A new study has found that prolonged participation in sports beginning in mid-life can help keep a person physically fit and active in their old age.
The study set to determine if sustained physical activity in middle-aged men had any effect on old age. Researchers wanted to see if retired men were more or less likely to continue some form of physical activity based on their fitness history.
The results revealed that sports were the physical activity most likely to endure into old age, and suggests that playing sports could lead to a healthier and more active life after retirement.
The study was conducted by researchers from the University College London and published in the journal BMJ Open.
Researchers gathered data for 3,500 men who were part of the British Regional Heart Study.
The men were observed for 20 years, starting when they were ages 40 to 59, and then follow-ups occurred after 12, 16, and 20 years.
The study participants were asked about their medical history, lifestyle, fitness preferences, how long they would do a certain activity and what that activity was.
If a test participant played sports, they were also asked to include how long they had been playing for.
The researchers found that men who were active in middle age were almost three times as likely to be physically active after 20 years, with sports being the heaviest influencer of later-life activity.
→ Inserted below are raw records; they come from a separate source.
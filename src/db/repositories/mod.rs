pub mod scan_records;
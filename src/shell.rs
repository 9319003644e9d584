//! Line-oriented operator console.

use anyhow::{anyhow, bail, Context, Result};
use tokio::io::{self, AsyncBufReadExt, BufReader};

use crate::{
    operator::{OperatorContext, OperatorRole},
    scan::ScanPhase,
    station::Station,
};

const DEFAULT_HISTORY: usize = 10;

const HELP: &str = "\
commands:
  connect                       connect PLC and camera, start polling
  disconnect                    stop polling and release devices
  status                        show device and sequencer status
  scan <user> [role]            start a scan (role: admin|operator|viewer)
  lights on|off <user> [role]   switch all calibration lights
  history [n]                   show the last n scan records
  endpoint <address> <port>     set the PLC endpoint
  reload                        re-read the settings file
  quit                          disconnect and exit";

#[derive(Debug, Clone, PartialEq, Eq)]
pub enum Command {
    Connect,
    Disconnect,
    Status,
    Scan(OperatorContext),
    Lights { on: bool, operator: OperatorContext },
    History(usize),
    Endpoint { address: String, port: u16 },
    Reload,
    Help,
    Quit,
}

fn parse_operator<'a>(mut args: impl Iterator<Item = &'a str>) -> Result<OperatorContext> {
    let identity = args.next().ok_or_else(|| anyhow!("missing operator name"))?;
    let role = match args.next() {
        Some(raw) => OperatorRole::parse(raw).ok_or_else(|| anyhow!("unknown role '{raw}'"))?,
        None => OperatorRole::Operator,
    };
    Ok(OperatorContext::new(identity, role))
}

/// `Ok(None)` for a blank line.
pub fn parse_command(line: &str) -> Result<Option<Command>> {
    let mut words = line.split_whitespace();
    let Some(head) = words.next() else {
        return Ok(None);
    };

    let command = match head.to_ascii_lowercase().as_str() {
        "connect" => Command::Connect,
        "disconnect" => Command::Disconnect,
        "status" => Command::Status,
        "scan" => Command::Scan(parse_operator(words)?),
        "lights" => {
            let on = match words.next() {
                Some("on") => true,
                Some("off") => false,
                _ => bail!("usage: lights on|off <user> [role]"),
            };
            Command::Lights {
                on,
                operator: parse_operator(words)?,
            }
        }
        "history" => match words.next() {
            Some(raw) => Command::History(
                raw.parse()
                    .with_context(|| format!("invalid history length '{raw}'"))?,
            ),
            None => Command::History(DEFAULT_HISTORY),
        },
        "endpoint" => {
            let address = words
                .next()
                .ok_or_else(|| anyhow!("usage: endpoint <address> <port>"))?;
            let port = words
                .next()
                .ok_or_else(|| anyhow!("usage: endpoint <address> <port>"))?
                .parse()
                .context("port must be a number between 1 and 65535")?;
            Command::Endpoint {
                address: address.to_string(),
                port,
            }
        }
        "reload" => Command::Reload,
        "help" | "?" => Command::Help,
        "quit" | "exit" => Command::Quit,
        other => bail!("unknown command '{other}' (try 'help')"),
    };

    Ok(Some(command))
}

/// Runs one command. Returns `false` once the operator asked to quit.
pub async fn execute(station: &Station, command: Command) -> Result<bool> {
    match command {
        Command::Connect => station.connect().await?,
        Command::Disconnect => station.disconnect().await?,
        Command::Status => {
            let status = station.status();
            let sequencer = station.sequencer().await;
            let endpoint = station.plc_endpoint();
            let display = status.display();
            println!(
                "{} [{:?}] (plc {}:{}: {}, camera: {}, machine: {:?})",
                display.label(),
                display.severity(),
                endpoint.address,
                endpoint.port,
                status.plc_connected,
                status.camera_connected,
                status.machine_code
            );
            match sequencer.state.phase {
                ScanPhase::Idle => println!("sequencer idle"),
                ScanPhase::Running { step } => println!("scanning, step {}", step + 1),
                ScanPhase::Finalizing => println!("scan finalizing"),
                ScanPhase::Cleanup => println!("scan cleaning up after a fault"),
            }
            if let Some(summary) = sequencer.state.last_summary {
                println!(
                    "last scan by {}: {:?}, {}/{} captured",
                    summary.started_by,
                    summary.status,
                    summary.captured_count(),
                    summary.steps.len()
                );
            }
        }
        Command::Scan(operator) => {
            // Rejections already reach the operator as a warning event.
            if station.start_scan(&operator).await.is_ok() {
                println!("scan started for {}", operator.identity);
            }
        }
        Command::Lights { on, operator } => {
            station.set_calibration_lights(&operator, on).await?;
        }
        Command::History(limit) => {
            let records = station.scan_history(limit).await?;
            if records.is_empty() {
                println!("no scans recorded");
            }
            for record in records {
                println!(
                    "#{:<5} {}  {:<12} {:<10} {}",
                    record.id,
                    record.timestamp.format("%Y-%m-%d %H:%M:%S"),
                    record.initiated_by,
                    record.status.as_str(),
                    record.result_code.as_str()
                );
            }
        }
        Command::Endpoint { address, port } => station.update_plc_endpoint(&address, port)?,
        Command::Reload => station.reload_settings()?,
        Command::Help => println!("{HELP}"),
        Command::Quit => return Ok(false),
    }

    Ok(true)
}

/// Reads commands from stdin until `quit` or end of input.
pub async fn run_console(station: &Station) -> Result<()> {
    let mut lines = BufReader::new(io::stdin()).lines();
    println!("{HELP}");

    while let Some(line) = lines.next_line().await.context("failed to read console input")? {
        let command = match parse_command(&line) {
            Ok(Some(command)) => command,
            Ok(None) => continue,
            Err(err) => {
                println!("{err}");
                continue;
            }
        };

        match execute(station, command).await {
            Ok(true) => {}
            Ok(false) => break,
            Err(err) => println!("error: {err:#}"),
        }
    }

    Ok(())
}
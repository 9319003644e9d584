mod connection;
mod helpers;
mod migrations;
pub mod models;
mod repositories;

pub use connection::Database;
pub use models::{NewScanRecord, ResultCode, ScanRecord, ScanRecordStatus};
//! Capability boundary over the PLC and camera.
//!
//! Every call is synchronous and may block on device I/O, so async callers go
//! through [`call_blocking`], which moves the call onto tokio's blocking pool.

use std::sync::Arc;

use anyhow::{Context, Result};
use serde::{Deserialize, Serialize};
use thiserror::Error;
use tokio::task::JoinHandle;

#[cfg(feature = "native")]
pub mod native;
pub mod simulated;

#[cfg(feature = "native")]
pub use native::NativeGateway;
pub use simulated::SimulatedGateway;

#[derive(Debug, Clone, Copy, PartialEq, Eq, Hash, Serialize, Deserialize)]
#[serde(rename_all = "camelCase")]
pub enum Light {
    Top,
    Right,
    Bottom,
    Left,
}

impl Light {
    /// Fixed order used both for actuation and for building file tags.
    pub const ALL: [Light; 4] = [Light::Top, Light::Right, Light::Bottom, Light::Left];

    pub fn initial(self) -> char {
        match self {
            Light::Top => 'T',
            Light::Right => 'R',
            Light::Bottom => 'B',
            Light::Left => 'L',
        }
    }

    pub fn from_initial(initial: char) -> Option<Self> {
        match initial.to_ascii_uppercase() {
            'T' => Some(Light::Top),
            'R' => Some(Light::Right),
            'B' => Some(Light::Bottom),
            'L' => Some(Light::Left),
            _ => None,
        }
    }
}

#[derive(Debug, Clone, Copy, PartialEq, Eq, Serialize, Deserialize)]
#[serde(rename_all = "camelCase")]
pub enum MachineCode {
    Idle,
    Running,
    Paused,
    Error,
    Unknown,
}

impl MachineCode {
    pub fn from_raw(raw: i32) -> Self {
        match raw {
            0 => MachineCode::Idle,
            1 => MachineCode::Running,
            2 => MachineCode::Paused,
            3 => MachineCode::Error,
            _ => MachineCode::Unknown,
        }
    }
}

#[derive(Debug, Clone, Error)]
pub enum GatewayError {
    #[error("PLC is not connected")]
    PlcNotConnected,
    #[error("camera is not connected")]
    CameraNotConnected,
    #[error("failed to connect to PLC at {address}:{port}")]
    ConnectFailed { address: String, port: u16 },
    #[error("failed to open camera {index}")]
    CameraOpenFailed { index: u32 },
    #[error("invalid argument for native call: {0}")]
    InvalidArgument(String),
    #[error("native layer fault: {0}")]
    Native(String),
}

/// Hardware operations the station consumes.
///
/// Query calls may run concurrently with each other and with one actuation
/// call; two actuation calls must never overlap. The scan sequencer's
/// single-flight flag is what upholds the second rule.
pub trait DeviceGateway: Send + Sync {
    fn connect(&self, address: &str, port: u16) -> Result<(), GatewayError>;

    fn disconnect(&self);

    fn open_camera(&self, device_index: u32) -> Result<(), GatewayError>;

    fn close_camera(&self);

    fn is_plc_connected(&self) -> Result<bool, GatewayError>;

    fn is_camera_connected(&self) -> Result<bool, GatewayError>;

    /// Raw status register: 0 Idle, 1 Running, 2 Paused, 3 Error.
    fn read_machine_code(&self) -> Result<i32, GatewayError>;

    fn set_light_output(&self, light: Light, on: bool) -> Result<(), GatewayError>;

    /// `Ok(false)` means the camera did not deliver a frame in time.
    fn capture_image(&self, filename: &str) -> Result<bool, GatewayError>;
}

/// Starts a gateway call on the blocking pool and hands back its handle.
///
/// Callers that may give up waiting keep the handle so they can tell when the
/// device call has actually returned.
pub fn spawn_gateway_call<T, F>(
    gateway: &Arc<dyn DeviceGateway>,
    call: F,
) -> JoinHandle<Result<T, GatewayError>>
where
    T: Send + 'static,
    F: FnOnce(&dyn DeviceGateway) -> Result<T, GatewayError> + Send + 'static,
{
    let gateway = Arc::clone(gateway);
    tokio::task::spawn_blocking(move || call(gateway.as_ref()))
}

/// Runs a gateway call on the blocking pool.
///
/// The outer `Result` carries join failures (a panicking native call); the
/// inner one is the gateway's own verdict.
pub async fn call_blocking<T, F>(
    gateway: &Arc<dyn DeviceGateway>,
    call: F,
) -> Result<Result<T, GatewayError>>
where
    T: Send + 'static,
    F: FnOnce(&dyn DeviceGateway) -> Result<T, GatewayError> + Send + 'static,
{
    spawn_gateway_call(gateway, call)
        .await
        .context("gateway worker join failed")
}
#[cfg(test)]
mod tests {
    use super::*;

    #[test]
    fn membership_is_own_plus_partner() {
        let a = UserId::from("a");
        let b = UserId::from("b");
        let solo = membership_for(&a, None);
        assert_eq!(solo.len(), 1);
        assert!(solo.contains(&GroupId::for_user(&a)));

        let paired = membership_for(&a, Some(&b));
        assert_eq!(paired.len(), 2);
        assert!(paired.contains(&GroupId::for_user(&b)));
    }

    #[tokio::test]
    async fn user_locks_are_released_when_idle() {
        let store = Arc::new(tandem_test_utils::MemoryIdentityStore::new());
        let alice = store.insert_user("alice@example.com", "alice");
        let registry = ConnectionRegistry::new(
            store.clone(),
            RegistryLimits {
                send_buffer: 4,
                max_connections_per_user: 1,
            },
        );

        registry.recompute_membership(&alice.id).await.unwrap();
        assert_eq!(registry.user_locks.len(), 0);

        let _live = registry
            .register(&alice.id, ConnectionId::from("c1"), None)
            .await
            .unwrap();
        let over_limit = registry
            .register(&alice.id, ConnectionId::from("c2"), None)
            .await;
        assert!(over_limit.is_err());
        assert_eq!(registry.user_locks.len(), 1);

        registry.unregister(&ConnectionId::from("c1")).await.unwrap();
        assert_eq!(registry.user_locks.len(), 0);

        store.set_unavailable(true);
        assert!(
            registry
                .register(&alice.id, ConnectionId::from("c3"), None)
                .await
                .is_err()
        );
        assert!(registry.recompute_membership(&alice.id).await.is_err());
        assert_eq!(registry.user_locks.len(), 0);
    }

    #[test]
    fn limits_follow_config() {
        let config = RealtimeConfig {
            send_buffer: 3,
            max_connections_per_user: 2,
            ..RealtimeConfig::default()
        };
        let limits = RegistryLimits::from(&config);
        assert_eq!(limits.send_buffer, 3);
        assert_eq!(limits.max_connections_per_user, 2);
    }
}
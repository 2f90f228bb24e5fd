// SPDX-FileCopyrightText: 2026 Tandem Contributors
// SPDX-License-Identifier: MIT OR Apache-2.0

//! Event fan-out: deliver an origin user's events to their partner's
//! live connections.
//!
//! Delivery is best-effort and at-most-once. Each connection gets a
//! non-blocking `try_send`; a full buffer or a closed connection is logged
//! and skipped, and nothing is ever surfaced to the emitting caller. Emits
//! from one origin are serialized so they reach each connection in call
//! order.

use std::sync::Arc;

use serde_json::Value;
use tandem_core::{ConnectionId, DomainEvent, EventName, GroupId, IdentityStore, TandemError, UserId};
use tracing::{debug, warn};

use crate::frame::ServerFrame;
use crate::locks::KeyedLocks;
use crate::registry::{ConnectionRegistry, SendOutcome};

/// Caller-chosen delivery options.
#[derive(Debug, Clone, Default, PartialEq, Eq)]
pub struct EmitOptions {
    /// Never deliver to this handle (usually the author's own socket).
    pub exclude_connection: Option<ConnectionId>,
    /// Also deliver to the origin user's other devices.
    pub self_notify: bool,
}

impl EmitOptions {
    pub fn excluding(handle: ConnectionId) -> Self {
        Self {
            exclude_connection: Some(handle),
            self_notify: false,
        }
    }
}

/// Per-emit delivery report. Informational only.
#[derive(Debug, Clone, Copy, Default, PartialEq, Eq)]
pub struct Delivery {
    pub delivered: usize,
    pub dropped: usize,
}

impl Delivery {
    fn record(&mut self, outcome: SendOutcome, handle: &ConnectionId, event: &str) {
        match outcome {
            SendOutcome::Delivered => self.delivered += 1,
            SendOutcome::Full => {
                warn!(connection_id = %handle, event, "send buffer full, event dropped");
                self.dropped += 1;
            }
            SendOutcome::Closed | SendOutcome::Unknown => {
                debug!(connection_id = %handle, event, "connection gone, event dropped");
                self.dropped += 1;
            }
        }
    }
}

/// Routes domain and signal events to partner groups.
pub struct EventRouter {
    identity: Arc<dyn IdentityStore>,
    registry: Arc<ConnectionRegistry>,
    origin_locks: KeyedLocks<UserId>,
}

impl EventRouter {
    pub fn new(identity: Arc<dyn IdentityStore>, registry: Arc<ConnectionRegistry>) -> Self {
        Self {
            identity,
            registry,
            origin_locks: KeyedLocks::new(),
        }
    }

    pub fn registry(&self) -> &Arc<ConnectionRegistry> {
        &self.registry
    }

    /// The emit contract for domain emitters: validate the name, then fan
    /// out. Only an invalid event name is reported as an error.
    pub async fn notify_partner(
        &self,
        origin: &UserId,
        event_name: &str,
        payload: Value,
    ) -> Result<Delivery, TandemError> {
        let name = EventName::parse(event_name)?;
        Ok(self.emit(origin, name, payload, EmitOptions::default()).await)
    }

    /// Deliver an event from `origin` to the partner group `user:<partner>`.
    ///
    /// Without a partner this is a silent no-op. By default only the
    /// partner's own connections receive it; with `self_notify` every member
    /// of the group does, including the origin's other devices.
    pub async fn emit(
        &self,
        origin: &UserId,
        name: EventName,
        payload: Value,
        options: EmitOptions,
    ) -> Delivery {
        let order = self.origin_locks.lock(origin).await;
        let delivery = self.fan_out(origin, name, payload, &options).await;
        drop(order);
        self.origin_locks.release(origin);
        delivery
    }

    async fn fan_out(
        &self,
        origin: &UserId,
        name: EventName,
        payload: Value,
        options: &EmitOptions,
    ) -> Delivery {
        let user = match self.identity.get_user(origin).await {
            Ok(Some(user)) => user,
            Ok(None) => {
                debug!(user_id = %origin, event = %name, "emit from unknown user ignored");
                return Delivery::default();
            }
            Err(e) => {
                warn!(user_id = %origin, event = %name, error = %e, "partner lookup failed, event dropped");
                return Delivery::default();
            }
        };
        let Some(partner) = user.partner_id.clone() else {
            debug!(user_id = %origin, event = %name, "no partner, nothing to notify");
            return Delivery::default();
        };

        let event = DomainEvent::new(origin.clone(), name, payload);
        let frame = ServerFrame::event(&event, &user.display_name);
        let mut delivery = Delivery::default();

        for handle in self.registry.connections_in_group(&GroupId::for_user(&partner)) {
            if options.exclude_connection.as_ref() == Some(&handle) {
                continue;
            }
            if !options.self_notify && self.registry.owner_of(&handle).as_ref() != Some(&partner) {
                continue;
            }
            let outcome = self.registry.try_send(&handle, frame.clone());
            delivery.record(outcome, &handle, event.name.as_str());
        }

        debug!(
            user_id = %origin,
            partner_id = %partner,
            event = %event.name,
            delivered = delivery.delivered,
            dropped = delivery.dropped,
            "event fanned out"
        );
        delivery
    }

    /// Deliver a frame to every live connection of `user` (their own devices).
    pub fn notify_user(&self, user: &UserId, frame: ServerFrame) -> Delivery {
        let name = frame
            .event_name()
            .map(|n| n.as_str().to_string())
            .unwrap_or_default();
        let mut delivery = Delivery::default();
        for handle in self.registry.connections_of_user(user) {
            let outcome = self.registry.try_send(&handle, frame.clone());
            delivery.record(outcome, &handle, &name);
        }
        delivery
    }
}

#[cfg(test)]
mod tests {
    use super::*;

    #[test]
    fn excluding_sets_handle_only() {
        let options = EmitOptions::excluding(ConnectionId::from("c1"));
        assert_eq!(options.exclude_connection, Some(ConnectionId::from("c1")));
        assert!(!options.self_notify);
    }

    #[test]
    fn delivery_counts_outcomes() {
        let handle = ConnectionId::from("c");
        let mut delivery = Delivery::default();
        delivery.record(SendOutcome::Delivered, &handle, "task:created");
        delivery.record(SendOutcome::Full, &handle, "task:created");
        delivery.record(SendOutcome::Closed, &handle, "task:created");
        assert_eq!(
            delivery,
            Delivery {
                delivered: 1,
                dropped: 2
            }
        );
    }
}
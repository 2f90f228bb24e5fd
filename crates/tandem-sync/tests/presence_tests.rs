// SPDX-FileCopyrightText: 2026 Tandem Contributors
// SPDX-License-Identifier: MIT OR Apache-2.0

use tandem_sync::{PresenceStatus, ServerFrame, TypingState};
use tandem_test_utils::TestHarness;

fn status_of(frame: &ServerFrame) -> String {
    match frame {
        ServerFrame::Event { event, data, .. } => {
            assert_eq!(event.as_str(), "presence:update");
            data["status"].as_str().unwrap_or_default().to_string()
        }
        other => panic!("expected presence event, got {other:?}"),
    }
}

#[tokio::test]
async fn online_on_first_connection_only() {
    let h = TestHarness::new().await.unwrap();
    let alice = h.user("alice").await.unwrap();
    let bob = h.user("bob").await.unwrap();
    h.pair(&alice, &bob).await.unwrap();
    let mut b1 = h.connect(&bob).await.unwrap();

    let _a1 = h.connect(&alice).await.unwrap();
    let _a2 = h.connect(&alice).await.unwrap();

    let frames = b1.drain();
    assert_eq!(frames.len(), 1);
    assert_eq!(status_of(&frames[0]), "online");
}

#[tokio::test]
async fn offline_on_last_disconnect_only() {
    let h = TestHarness::new().await.unwrap();
    let alice = h.user("alice").await.unwrap();
    let bob = h.user("bob").await.unwrap();
    h.pair(&alice, &bob).await.unwrap();
    let mut b1 = h.connect(&bob).await.unwrap();
    let a1 = h.connect(&alice).await.unwrap();
    let a2 = h.connect(&alice).await.unwrap();
    b1.drain();

    h.disconnect(&a1).await;
    assert!(b1.drain().is_empty());

    h.disconnect(&a2).await;
    let frames = b1.drain();
    assert_eq!(frames.len(), 1);
    assert_eq!(status_of(&frames[0]), "offline");
}

#[tokio::test]
async fn explicit_status_is_relayed_with_user() {
    let h = TestHarness::new().await.unwrap();
    let alice = h.user("alice").await.unwrap();
    let bob = h.user("bob").await.unwrap();
    h.pair(&alice, &bob).await.unwrap();
    let a1 = h.connect(&alice).await.unwrap();
    let mut b1 = h.connect(&bob).await.unwrap();

    h.hub
        .presence
        .status(&alice.id, Some(&a1.id), PresenceStatus::Away)
        .await;

    let frame = b1.next_frame().await.unwrap();
    assert_eq!(status_of(&frame), "away");
    if let ServerFrame::Event { data, .. } = &frame {
        assert_eq!(data["user"], alice.id.as_str());
        assert!(data["timestamp"].is_string());
    }
}

#[tokio::test]
async fn typing_goes_to_partner_and_not_back_to_sender() {
    let h = TestHarness::new().await.unwrap();
    let alice = h.user("alice").await.unwrap();
    let bob = h.user("bob").await.unwrap();
    h.pair(&alice, &bob).await.unwrap();
    let mut b1 = h.connect(&bob).await.unwrap();
    let mut a1 = h.connect(&alice).await.unwrap();
    let mut a2 = h.connect(&alice).await.unwrap();
    for conn in [&mut a1, &mut a2, &mut b1] {
        conn.drain();
    }

    h.hub
        .presence
        .typing(&alice.id, Some(&a1.id), TypingState::Start)
        .await;
    h.hub
        .presence
        .typing(&alice.id, Some(&a1.id), TypingState::Stop)
        .await;

    assert_eq!(b1.drain_event_names(), vec!["typing:start", "typing:stop"]);
    assert!(a1.drain().is_empty());
    assert!(a2.drain().is_empty());
}

#[tokio::test]
async fn unpaired_signals_go_nowhere() {
    let h = TestHarness::new().await.unwrap();
    let carol = h.user("carol").await.unwrap();
    let mut c1 = h.connect(&carol).await.unwrap();
    let mut c2 = h.connect(&carol).await.unwrap();

    let delivery = h
        .hub
        .presence
        .typing(&carol.id, Some(&c1.id), TypingState::Start)
        .await;
    assert_eq!(delivery.delivered, 0);
    assert!(c1.drain().is_empty());
    assert!(c2.drain().is_empty());
}
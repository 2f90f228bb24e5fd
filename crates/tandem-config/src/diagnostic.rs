// SPDX-FileCopyrightText: 2026 Tandem Contributors
// SPDX-License-Identifier: MIT OR Apache-2.0

//! Figment-to-miette error bridge with "did you mean?" suggestions.

#![allow(unused_assignments)] // miette's Diagnostic derive triggers this lint

use miette::{Diagnostic, NamedSource, SourceSpan};
use thiserror::Error;

/// Minimum Jaro-Winkler similarity for a key suggestion.
const SUGGESTION_THRESHOLD: f64 = 0.75;

/// A configuration error with enough context for miette to render source
/// spans and suggestions.
#[derive(Debug, Error, Diagnostic)]
pub enum ConfigError {
    #[error("unknown configuration key `{key}`")]
    #[diagnostic(
        code(tandem::config::unknown_key),
        help("{}", unknown_key_help(suggestion.as_deref(), valid_keys))
    )]
    UnknownKey {
        key: String,
        suggestion: Option<String>,
        /// Comma-separated keys accepted in the same section.
        valid_keys: String,
        #[label("not a recognized key")]
        span: Option<SourceSpan>,
        #[source_code]
        src: Option<NamedSource<String>>,
    },

    #[error("invalid type for key `{key}`: {detail}")]
    #[diagnostic(code(tandem::config::invalid_type), help("expected {expected}"))]
    InvalidType {
        key: String,
        detail: String,
        expected: String,
    },

    #[error("missing required key `{key}`")]
    #[diagnostic(
        code(tandem::config::missing_key),
        help("add `{key} = <value>` to tandem.toml")
    )]
    MissingKey { key: String },

    #[error("validation error: {message}")]
    #[diagnostic(code(tandem::config::validation))]
    Validation { message: String },

    #[error("configuration error: {0}")]
    #[diagnostic(code(tandem::config::other))]
    Other(String),
}

fn unknown_key_help(suggestion: Option<&str>, valid_keys: &str) -> String {
    match suggestion {
        Some(s) => format!("did you mean `{s}`? Valid keys: {valid_keys}"),
        None => format!("valid keys: {valid_keys}"),
    }
}

/// Convert every error inside a `figment::Error` into a [`ConfigError`].
///
/// `sources` pairs file paths with their contents so unknown keys can be
/// pointed at in the original file.
pub fn figment_to_config_errors(
    err: figment::Error,
    sources: &[(String, String)],
) -> Vec<ConfigError> {
    use figment::error::Kind;

    err.into_iter()
        .map(|error| match &error.kind {
            Kind::UnknownField(field, expected) => {
                let valid: Vec<&str> = expected.to_vec();
                let (span, src) = locate_key(&error, field, sources);
                ConfigError::UnknownKey {
                    key: field.clone(),
                    suggestion: suggest_key(field, &valid),
                    valid_keys: valid.join(", "),
                    span,
                    src,
                }
            }
            Kind::MissingField(field) => ConfigError::MissingKey {
                key: field.clone().into_owned(),
            },
            Kind::InvalidType(actual, expected) => ConfigError::InvalidType {
                key: error.path.join("."),
                detail: format!("found {actual}, expected {expected}"),
                expected: expected.to_string(),
            },
            _ => ConfigError::Other(error.to_string()),
        })
        .collect()
}

fn locate_key(
    error: &figment::error::Error,
    field: &str,
    sources: &[(String, String)],
) -> (Option<SourceSpan>, Option<NamedSource<String>>) {
    let origin = error
        .metadata
        .as_ref()
        .and_then(|m| m.source.as_ref())
        .and_then(|s| match s {
            figment::Source::File(path) => Some(path.display().to_string()),
            _ => None,
        });

    let Some((path, content)) = origin
        .as_ref()
        .and_then(|origin| sources.iter().find(|(p, _)| p == origin))
    else {
        return (None, None);
    };

    match find_key_offset(content, &error.path, field) {
        Some(offset) => (
            Some(SourceSpan::new(offset.into(), field.len())),
            Some(NamedSource::new(path, content.clone())),
        ),
        None => (None, None),
    }
}

/// Byte offset of `field` inside the `[section]` named by `path[0]`, or from
/// the top of the file for top-level keys.
pub fn find_key_offset(content: &str, path: &[String], field: &str) -> Option<usize> {
    let start = match path.first() {
        Some(section) => {
            let header = format!("[{section}]");
            content.find(&header)? + header.len()
        }
        None => 0,
    };

    let mut offset = start;
    for line in content[start..].split_inclusive('\n') {
        let trimmed = line.trim_start();
        if trimmed
            .strip_prefix(field)
            .is_some_and(|after| after.trim_start().starts_with('='))
        {
            return Some(offset + (line.len() - trimmed.len()));
        }
        offset += line.len();
    }
    None
}

/// Best Jaro-Winkler match above the threshold, if any.
pub fn suggest_key(unknown: &str, valid_keys: &[&str]) -> Option<String> {
    valid_keys
        .iter()
        .map(|&key| (key, strsim::jaro_winkler(unknown, key)))
        .filter(|(_, score)| *score > SUGGESTION_THRESHOLD)
        .max_by(|a, b| a.1.total_cmp(&b.1))
        .map(|(key, _)| key.to_string())
}

/// Render errors to stderr with miette's graphical handler.
pub fn render_errors(errors: &[ConfigError]) {
    let handler = miette::GraphicalReportHandler::new();
    for error in errors {
        let mut buf = String::new();
        match handler.render_report(&mut buf, error as &dyn Diagnostic) {
            Ok(()) => eprint!("{buf}"),
            Err(_) => eprintln!("Error: {error}"),
        }
    }
}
If the participants reported that they had played sports for 25 years, they were five times as likely to be physically active after retirement.
“Early engagement in sport and structured exercise may be vital for developing the necessary motor skills needed to establish a lifelong habit for physical activity,” said Daniel Aggio, the lead author of the study. “However, it may also be important to provide opportunities to take up other forms of exercise, such as walking, during the transition to old age.”
The study reinforces the notion that the earlier one gets started with consistent physical activity, the easier it is to maintain as you age.